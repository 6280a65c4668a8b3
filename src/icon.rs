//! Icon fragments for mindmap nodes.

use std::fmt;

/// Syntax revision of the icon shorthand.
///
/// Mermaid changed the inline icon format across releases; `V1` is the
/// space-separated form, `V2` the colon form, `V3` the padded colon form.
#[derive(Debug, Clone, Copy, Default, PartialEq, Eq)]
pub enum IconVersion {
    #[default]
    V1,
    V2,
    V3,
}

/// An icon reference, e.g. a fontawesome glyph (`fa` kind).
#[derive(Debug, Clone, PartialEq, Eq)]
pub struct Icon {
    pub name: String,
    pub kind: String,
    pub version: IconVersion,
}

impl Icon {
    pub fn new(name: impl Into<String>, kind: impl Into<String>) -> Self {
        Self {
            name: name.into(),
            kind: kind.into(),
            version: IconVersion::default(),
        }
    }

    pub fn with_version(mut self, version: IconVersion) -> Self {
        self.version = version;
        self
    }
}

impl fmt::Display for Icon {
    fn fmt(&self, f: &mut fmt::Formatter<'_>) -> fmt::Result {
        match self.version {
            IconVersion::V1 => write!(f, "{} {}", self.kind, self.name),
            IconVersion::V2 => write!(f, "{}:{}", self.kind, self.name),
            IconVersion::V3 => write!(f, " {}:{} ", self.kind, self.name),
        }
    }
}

━━━━━━━━━━━━━━━━━━━━━━━━━━━━━━

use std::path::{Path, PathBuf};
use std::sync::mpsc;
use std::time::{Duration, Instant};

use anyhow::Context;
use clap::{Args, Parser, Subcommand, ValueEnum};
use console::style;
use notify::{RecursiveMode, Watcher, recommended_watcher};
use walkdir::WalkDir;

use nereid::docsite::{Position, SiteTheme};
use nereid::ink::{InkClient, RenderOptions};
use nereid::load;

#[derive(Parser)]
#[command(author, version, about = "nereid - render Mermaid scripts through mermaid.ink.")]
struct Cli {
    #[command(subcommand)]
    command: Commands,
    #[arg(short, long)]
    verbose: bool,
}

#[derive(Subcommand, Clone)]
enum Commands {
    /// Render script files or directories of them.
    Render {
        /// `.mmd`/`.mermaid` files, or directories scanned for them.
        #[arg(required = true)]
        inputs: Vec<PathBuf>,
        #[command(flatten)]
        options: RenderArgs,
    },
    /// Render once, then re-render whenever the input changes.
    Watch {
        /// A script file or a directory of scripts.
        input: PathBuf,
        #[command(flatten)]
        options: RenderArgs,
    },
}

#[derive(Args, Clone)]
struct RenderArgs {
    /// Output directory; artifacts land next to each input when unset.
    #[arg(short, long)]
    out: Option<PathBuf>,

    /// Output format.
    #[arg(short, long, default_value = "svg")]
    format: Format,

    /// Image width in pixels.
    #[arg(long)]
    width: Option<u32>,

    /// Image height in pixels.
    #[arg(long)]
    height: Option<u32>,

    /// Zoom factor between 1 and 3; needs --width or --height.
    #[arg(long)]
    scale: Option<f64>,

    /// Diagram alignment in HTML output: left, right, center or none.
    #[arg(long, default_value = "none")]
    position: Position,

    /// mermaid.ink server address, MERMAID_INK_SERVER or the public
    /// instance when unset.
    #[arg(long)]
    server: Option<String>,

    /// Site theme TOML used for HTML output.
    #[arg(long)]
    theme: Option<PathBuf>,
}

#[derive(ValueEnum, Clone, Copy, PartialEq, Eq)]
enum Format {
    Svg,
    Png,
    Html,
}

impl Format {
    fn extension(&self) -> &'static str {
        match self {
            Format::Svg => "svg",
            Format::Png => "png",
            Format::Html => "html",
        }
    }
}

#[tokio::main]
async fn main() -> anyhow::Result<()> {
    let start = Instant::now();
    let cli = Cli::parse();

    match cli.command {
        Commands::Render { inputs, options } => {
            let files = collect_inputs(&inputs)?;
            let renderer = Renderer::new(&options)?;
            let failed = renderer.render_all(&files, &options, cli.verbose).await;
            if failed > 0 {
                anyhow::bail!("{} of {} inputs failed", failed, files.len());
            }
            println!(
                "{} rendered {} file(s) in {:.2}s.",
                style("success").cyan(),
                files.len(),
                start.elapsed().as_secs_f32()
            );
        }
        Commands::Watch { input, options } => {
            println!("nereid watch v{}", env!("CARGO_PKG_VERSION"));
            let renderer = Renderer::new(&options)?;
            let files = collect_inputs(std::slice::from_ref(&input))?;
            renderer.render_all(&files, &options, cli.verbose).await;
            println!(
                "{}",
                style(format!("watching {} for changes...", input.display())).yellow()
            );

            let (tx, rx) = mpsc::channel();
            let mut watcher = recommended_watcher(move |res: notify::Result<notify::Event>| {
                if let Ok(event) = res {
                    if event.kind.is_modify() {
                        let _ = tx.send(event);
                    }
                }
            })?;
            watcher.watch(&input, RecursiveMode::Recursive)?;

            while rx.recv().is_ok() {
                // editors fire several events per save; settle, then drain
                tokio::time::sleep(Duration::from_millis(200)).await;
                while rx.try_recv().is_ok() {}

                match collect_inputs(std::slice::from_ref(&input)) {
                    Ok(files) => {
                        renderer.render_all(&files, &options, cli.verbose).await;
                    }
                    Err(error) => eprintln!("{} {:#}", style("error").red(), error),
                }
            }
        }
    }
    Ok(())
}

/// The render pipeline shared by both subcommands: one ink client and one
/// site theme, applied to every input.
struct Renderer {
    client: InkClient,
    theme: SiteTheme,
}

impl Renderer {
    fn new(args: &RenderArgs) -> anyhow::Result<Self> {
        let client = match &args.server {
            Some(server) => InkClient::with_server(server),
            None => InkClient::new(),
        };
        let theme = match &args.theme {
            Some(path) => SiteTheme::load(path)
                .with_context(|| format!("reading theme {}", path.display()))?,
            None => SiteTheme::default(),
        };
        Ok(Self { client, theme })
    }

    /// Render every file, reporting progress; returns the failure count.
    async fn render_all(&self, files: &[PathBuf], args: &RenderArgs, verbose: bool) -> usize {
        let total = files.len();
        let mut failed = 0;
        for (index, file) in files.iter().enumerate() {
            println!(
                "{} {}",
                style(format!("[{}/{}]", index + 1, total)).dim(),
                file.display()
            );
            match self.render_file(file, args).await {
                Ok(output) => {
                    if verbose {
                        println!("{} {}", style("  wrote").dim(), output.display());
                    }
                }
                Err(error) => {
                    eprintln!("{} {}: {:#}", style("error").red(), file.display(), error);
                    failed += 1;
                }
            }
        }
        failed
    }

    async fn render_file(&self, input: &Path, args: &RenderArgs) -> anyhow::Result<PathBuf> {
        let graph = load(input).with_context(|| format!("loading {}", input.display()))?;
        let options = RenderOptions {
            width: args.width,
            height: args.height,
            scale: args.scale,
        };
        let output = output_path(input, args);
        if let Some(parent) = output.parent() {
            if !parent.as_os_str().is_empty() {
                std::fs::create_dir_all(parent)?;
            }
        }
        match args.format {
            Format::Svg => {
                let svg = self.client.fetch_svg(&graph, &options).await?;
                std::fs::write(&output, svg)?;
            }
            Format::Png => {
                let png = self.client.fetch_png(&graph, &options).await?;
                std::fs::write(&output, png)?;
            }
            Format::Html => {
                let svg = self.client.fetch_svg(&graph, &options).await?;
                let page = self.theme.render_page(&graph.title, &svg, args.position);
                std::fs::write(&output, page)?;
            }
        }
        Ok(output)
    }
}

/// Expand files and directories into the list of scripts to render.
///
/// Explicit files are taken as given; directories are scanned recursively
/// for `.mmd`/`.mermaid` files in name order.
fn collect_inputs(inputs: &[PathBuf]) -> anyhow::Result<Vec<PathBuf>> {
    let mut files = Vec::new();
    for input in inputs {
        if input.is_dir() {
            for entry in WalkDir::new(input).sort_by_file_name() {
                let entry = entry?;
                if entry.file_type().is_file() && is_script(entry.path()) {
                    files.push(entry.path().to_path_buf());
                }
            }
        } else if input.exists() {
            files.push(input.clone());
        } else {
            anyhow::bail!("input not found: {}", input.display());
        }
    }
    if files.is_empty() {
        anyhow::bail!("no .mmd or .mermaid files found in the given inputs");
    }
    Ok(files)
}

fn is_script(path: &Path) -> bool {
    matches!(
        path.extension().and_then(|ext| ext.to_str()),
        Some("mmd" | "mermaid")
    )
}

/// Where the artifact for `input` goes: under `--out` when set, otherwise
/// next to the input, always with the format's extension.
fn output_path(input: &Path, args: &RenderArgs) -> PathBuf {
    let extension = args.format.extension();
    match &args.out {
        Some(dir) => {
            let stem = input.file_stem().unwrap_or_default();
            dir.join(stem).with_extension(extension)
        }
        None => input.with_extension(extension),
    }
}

━━━━━━━━━━━━━━━━━━━━━━━━━━━━━━

## Task goal
Considering only lines that hold the word "InkClient", work out how many appear in the listing above and give that number only.

## Written answer
4